Gerakan ini akan digelar serentak di 38 provinsi dengan pusat aksi di Gedung DPR RI dan Istana Negara, pada Kamis (28/8).
Sejauh ini, dapat diketahui bahwa kesan buruk publik terhadap DPR memuncak karena beberapa alasan. Beberapa diantaranya; kebijakan kontroversial, seperti revisi UU Pilkada yang dianggap mengakali putusan MK, dan, korupsi dan gaya hidup mewah anggota DPR, juga termasuk aksi berjoget usai sidang tahunan yang dinilai tidak empatik.

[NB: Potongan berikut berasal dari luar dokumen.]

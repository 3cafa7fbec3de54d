use std::fmt;

use serde::{Deserialize, Serialize};

use crate::army::Army;
use crate::world::World;
use crate::Roller;

/// The built-in victory conditions. Each carries its own text and rule.
#[derive(Debug, Clone, Copy, PartialEq, Eq, Serialize, Deserialize)]
pub enum Mission {
    EliminateGreen,
    ConquerThree,
    EliminateRed,
}

impl Mission {
    pub const ALL: [Mission; 3] = [
        Mission::EliminateGreen,
        Mission::ConquerThree,
        Mission::EliminateRed,
    ];

    /// Uniform pick from the catalog.
    pub fn draw(roller: &mut impl Roller) -> Self {
        let mission = Self::ALL[roller.below(Self::ALL.len())];
        tracing::debug!(?mission, "mission assigned");
        mission
    }

    pub fn text(self) -> &'static str {
        match self {
            Mission::EliminateGreen => "Destroy the Green army.",
            Mission::ConquerThree => "Conquer 3 territories in total.",
            Mission::EliminateRed => "Eliminate the Red army.",
        }
    }

    /// Exact, case-sensitive lookup by display text.
    pub fn from_text(text: &str) -> Option<Self> {
        Self::ALL.into_iter().find(|m| m.text() == text)
    }

    pub fn is_complete(self, player: Army, world: &World) -> bool {
        match self {
            Mission::EliminateGreen => !world.has_army(Army::Green),
            Mission::ConquerThree => world.count_owned_by(player) >= 3,
            Mission::EliminateRed => !world.has_army(Army::Red),
        }
    }
}

impl fmt::Display for Mission {
    fn fmt(&self, f: &mut fmt::Formatter<'_>) -> fmt::Result {
        f.write_str(self.text())
    }
}

/// Evaluate a mission given only its text. Unknown text is never complete.
pub fn check_mission(text: &str, player: Army, world: &World) -> bool {
    Mission::from_text(text).is_some_and(|m| m.is_complete(player, world))
}
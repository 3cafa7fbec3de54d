use std::fmt;

use serde::{Deserialize, Serialize};

/// Ownership tag of a territory.
#[derive(Debug, Clone, Copy, PartialEq, Eq, Hash, Serialize, Deserialize)]
pub enum Army {
    Green,
    Blue,
    Red,
    Yellow,
    White,
    Neutral,
}

/// The human always plays Blue.
pub const PLAYER_ARMY: Army = Army::Blue;

impl Army {
    pub fn name(self) -> &'static str {
        match self {
            Army::Green => "Green",
            Army::Blue => "Blue",
            Army::Red => "Red",
            Army::Yellow => "Yellow",
            Army::White => "White",
            Army::Neutral => "Neutral",
        }
    }
}

impl fmt::Display for Army {
    fn fmt(&self, f: &mut fmt::Formatter<'_>) -> fmt::Result {
        // `pad` so the map table can align on `{:<10}`.
        f.pad(self.name())
    }
}
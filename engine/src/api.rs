use anyhow::{bail, Result};
use serde::{Deserialize, Serialize};

use crate::army::{Army, PLAYER_ARMY};
use crate::battle::{resolve_battle, BattleOutcome};
use crate::world::Territory;
use crate::{Dice, Roller};

#[derive(Debug, Clone, Deserialize)]
#[serde(rename_all = "snake_case")]
pub struct SiegeConfig {
    pub attacker_troops: u32,
    pub defender_troops: u32,
    #[serde(default)]
    pub seed: u64,
}

#[derive(Debug, Clone, Serialize)]
#[serde(rename_all = "snake_case")]
pub struct SiegeResult {
    pub conquered: bool,
    pub battles: u32,
    pub attacker_troops_end: u32,
    pub defender_troops_end: u32,
    pub log: Vec<String>,
}

#[derive(Debug, Clone, Serialize)]
#[serde(rename_all = "snake_case")]
pub struct SiegeStats {
    pub samples: u32,
    pub conquests: u32,
    pub repulses: u32,
    pub conquest_rate: f64,
    pub avg_battles: f64,
    pub avg_attacker_troops_left: f64,
}

/// Attack one garrison with another until it falls or the attacker can no
/// longer attack (fewer than 2 troops).
pub fn simulate_siege(cfg: &SiegeConfig) -> Result<SiegeResult> {
    if cfg.attacker_troops < 2 {
        bail!(
            "attacker needs at least 2 troops, got {}",
            cfg.attacker_troops
        );
    }
    if cfg.defender_troops == 0 {
        bail!("defender must start with at least 1 troop");
    }

    let mut dice = Dice::from_seed(cfg.seed);
    let mut attacker = Territory::new("Attacker", PLAYER_ARMY, cfg.attacker_troops);
    let mut defender = Territory::new("Defender", Army::Red, cfg.defender_troops);
    let mut log = Vec::new();
    let mut battles = 0u32;
    let mut conquered = false;

    log.push(format!(
        "[START] Attacker {} troops vs Defender {} troops",
        attacker.troops, defender.troops
    ));
    while attacker.troops >= 2 && !conquered {
        battles += 1;
        let report = resolve_battle(
            &mut attacker,
            &mut defender,
            PLAYER_ARMY,
            || dice.d6(),
            |line| log.push(line),
        );
        conquered = report.outcome == BattleOutcome::Conquered;
    }
    log.push(format!(
        "[END] {} after {} battles",
        if conquered { "conquered" } else { "repulsed" },
        battles
    ));

    Ok(SiegeResult {
        conquered,
        battles,
        attacker_troops_end: attacker.troops,
        defender_troops_end: defender.troops,
        log,
    })
}

/// Run `samples` sieges; sample i uses `seed + i`.
pub fn simulate_siege_many(cfg: &SiegeConfig, samples: u32) -> Result<SiegeStats> {
    if samples == 0 {
        bail!("samples must be > 0");
    }
    let mut conquests = 0u32;
    let mut battles_total = 0u64;
    let mut troops_left_total = 0u64;

    for i in 0..samples {
        let trial = SiegeConfig {
            seed: cfg.seed.wrapping_add(u64::from(i)),
            ..cfg.clone()
        };
        let res = simulate_siege(&trial)?;
        if res.conquered {
            conquests += 1;
        }
        battles_total += u64::from(res.battles);
        troops_left_total += u64::from(res.attacker_troops_end);
    }

    let n = f64::from(samples);
    Ok(SiegeStats {
        samples,
        conquests,
        repulses: samples - conquests,
        conquest_rate: f64::from(conquests) / n,
        avg_battles: battles_total as f64 / n,
        avg_attacker_troops_left: troops_left_total as f64 / n,
    })
}
mod common;

use std::io::Cursor;

use common::LoadedDice;
use engine::{Army, Ending, Game, Mission, Session, Territory, World};

fn play(world: World, mission: Mission, rolls: &[u8], input: &str, pause: bool) -> (Ending, String, World) {
    let game = Game::with_parts(world, mission, LoadedDice::new(rolls));
    let mut session =
        Session::new(game, Cursor::new(input.as_bytes().to_vec()), Vec::new()).with_pause(pause);
    let ending = session.run().expect("in-memory io");
    let world = session.game().world().clone();
    let out = String::from_utf8(session.into_output()).unwrap();
    (ending, out, world)
}

fn three_almost_blue() -> World {
    World::from_territories([
        Territory::new("America", Army::Green, 5),
        Territory::new("Europe", Army::Blue, 3),
        Territory::new("Asia", Army::Red, 2),
        Territory::new("Africa", Army::Blue, 4),
        Territory::new("Oceania", Army::White, 1),
    ])
}

#[test]
fn quit_ends_immediately() {
    let (ending, out, world) = play(World::standard(), Mission::EliminateRed, &[], "0\n", true);
    assert_eq!(ending, Ending::Quit);
    assert_eq!(world, World::standard());
    assert!(out.contains("=============== WORLD MAP ==============="));
    assert!(out.contains("--- YOUR MISSION (Blue Army) ---\nEliminate the Red army.\n"));
    assert!(out.contains("1 - Attack\n2 - Check Mission\n0 - Quit\nChoose your action: "));
    assert!(out.ends_with("Leaving the game...\n\nEnding the game.\n"));
}

#[test]
fn attacking_own_territory_is_reported_and_world_unchanged() {
    let (ending, out, world) = play(
        World::standard(),
        Mission::EliminateGreen,
        &[],
        "1\n2\n2\n0\n",
        false,
    );
    assert_eq!(ending, Ending::Quit);
    assert!(out.contains("!! ERROR: You cannot attack a territory that is already yours."));
    assert_eq!(world, World::standard());
}

#[test]
fn each_refusal_has_its_own_reason() {
    let input = "1\n9 1\n1\n1 2\n1\n2 1\n0\n";
    let mut world = World::standard();
    world.get_mut(1).unwrap().troops = 1;
    let (_, out, _) = play(world, Mission::EliminateGreen, &[], input, false);
    assert!(out.contains("!! ERROR: Invalid territory number."));
    assert!(out.contains("!! ERROR: You can only attack from your own territories (Blue)."));
    assert!(out.contains("!! ERROR: You need at least 2 troops to attack."));
}

#[test]
fn conquest_completes_conquer_three_mission() {
    // Europe and Africa are Blue already; taking Oceania makes three.
    let (ending, out, world) = play(
        three_almost_blue(),
        Mission::ConquerThree,
        &[6, 1],
        "1\n2\n5\n",
        true,
    );
    assert_eq!(ending, Ending::Victory);
    assert_eq!(world.get(4).unwrap().army, Army::Blue);
    assert_eq!(world.get(1).unwrap().troops, 2);
    assert!(out.contains("Attack (Europe): 6 | Defense (Oceania): 1"));
    assert!(out.contains("VICTORY FOR THE Blue ARMY!"));
    assert!(out.contains("Mission accomplished: Conquer 3 territories in total."));
    // No pause once the game is won.
    assert!(!out.contains("Press Enter to continue..."));
    assert!(out.ends_with("=========================================\n\nEnding the game.\n"));
}

#[test]
fn both_indices_may_share_one_line() {
    let (_, out, world) = play(
        World::standard(),
        Mission::EliminateRed,
        &[2, 5],
        "1\n2 3\n0\n",
        false,
    );
    assert!(out.contains("DEFENSE WINS! The attacker lost 1 troop."));
    assert_eq!(world.get(1).unwrap().troops, 2);
    assert_eq!(world.get(2).unwrap().troops, 2);
}

#[test]
fn mission_check_reports_progress_then_victory() {
    let (ending, out, _) = play(World::standard(), Mission::EliminateGreen, &[], "2\n\n0\n", true);
    assert_eq!(ending, Ending::Quit);
    assert!(out.contains("Your mission is not complete yet. Keep fighting!"));
    assert!(out.contains("Press Enter to continue..."));

    let mut world = three_almost_blue();
    world.get_mut(4).unwrap().army = Army::Blue;
    let (ending, out, _) = play(world, Mission::ConquerThree, &[], "2\n\n", true);
    assert_eq!(ending, Ending::Victory);
    assert!(out.contains("*** CONGRATULATIONS! You have completed your mission! ***"));
}

#[test]
fn unknown_choices_loop_back_to_menu() {
    let (ending, out, _) = play(World::standard(), Mission::EliminateRed, &[], "7\nabc\n0\n", false);
    assert_eq!(ending, Ending::Quit);
    assert_eq!(out.matches("Invalid option! Try again.").count(), 2);
    assert_eq!(out.matches("Choose your action: ").count(), 3);
}

#[test]
fn closed_input_ends_the_game() {
    let (ending, out, _) = play(World::standard(), Mission::EliminateRed, &[], "", true);
    assert_eq!(ending, Ending::InputClosed);
    assert!(out.ends_with("Leaving the game...\n\nEnding the game.\n"));

    let (ending, _, _) = play(World::standard(), Mission::EliminateRed, &[], "1\n2\n", true);
    assert_eq!(ending, Ending::InputClosed);
}
//! Phone Support Staff Entity

use bson::oid::ObjectId;
use bson::serde_helpers::chrono_datetime_as_bson_datetime;
use chrono::{DateTime, Utc};
use serde::{Deserialize, Serialize};

/// Call-center operator account. `user_id` is unique at the store level.
#[derive(Debug, Clone, Serialize, Deserialize)]
#[serde(rename_all = "camelCase")]
pub struct PhoneSupportStaff {
    #[serde(rename = "_id", skip_serializing_if = "Option::is_none")]
    pub id: Option<ObjectId>,

    pub user_id: String,

    pub password_salt: String,

    pub password_hash: String,

    pub name: String,

    #[serde(with = "chrono_datetime_as_bson_datetime")]
    pub created_at: DateTime<Utc>,

    #[serde(with = "chrono_datetime_as_bson_datetime")]
    pub updated_at: DateTime<Utc>,
}

impl PhoneSupportStaff {
    pub fn new(
        user_id: impl Into<String>,
        password_salt: impl Into<String>,
        password_hash: impl Into<String>,
        name: impl Into<String>,
    ) -> Self {
        let now = Utc::now();
        Self {
            id: None,
            user_id: user_id.into(),
            password_salt: password_salt.into(),
            password_hash: password_hash.into(),
            name: name.into(),
            created_at: now,
            updated_at: now,
        }
    }
}
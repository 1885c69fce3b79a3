//! Database connection bootstrap.
//!
//! Every repository takes an explicit `&Database` handle; nothing here is a
//! process-wide singleton. Collections are opened primary-preferred with a
//! majority write concern so reads stay available during a primary failover
//! and writes are only acknowledged once durably replicated.

use std::time::Duration;

use mongodb::options::{
    Acknowledgment, ClientOptions, CollectionOptions, ReadPreference, SelectionCriteria,
    WriteConcern,
};
use mongodb::Client;

use crate::error::Result;

/// Majority acknowledgment deadline. A write erroring on this timeout has an
/// unknown outcome, see [`crate::StoreError::is_ambiguous_write`].
const WRITE_CONCERN_TIMEOUT: Duration = Duration::from_secs(10);

/// Connect to the document store. Unreachable hosts surface as an error from
/// the first operation; jobs treat that as fatal.
pub async fn connect(uri: &str) -> Result<Client> {
    let mut options = ClientOptions::parse(uri).await?;
    options.app_name = Some("tessera".to_string());
    Ok(Client::with_options(options)?)
}

/// Collection-level access policy shared by all repositories.
pub(crate) fn collection_options() -> CollectionOptions {
    CollectionOptions::builder()
        .selection_criteria(SelectionCriteria::ReadPreference(
            ReadPreference::PrimaryPreferred {
                options: Default::default(),
            },
        ))
        .write_concern(
            WriteConcern::builder()
                .w(Acknowledgment::Majority)
                .w_timeout(WRITE_CONCERN_TIMEOUT)
                .build(),
        )
        .build()
}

Juga, ketidakpuasan terhadap legislasi, seperti pengesahan UU yang dianggap tidak berpihak pada rakyat, dan, kesenjangan representasi, dimana DPR dinilai tidak lagi mewakili aspirasi publik.
Sementara itu, Wakil Ketua DPR RI, Ahmad Syahroni, mengutip Kompas, mengatakan bahwa masyarakat boleh mengkritik, mengeluh, dan mencaci maki, tidak apa-apa.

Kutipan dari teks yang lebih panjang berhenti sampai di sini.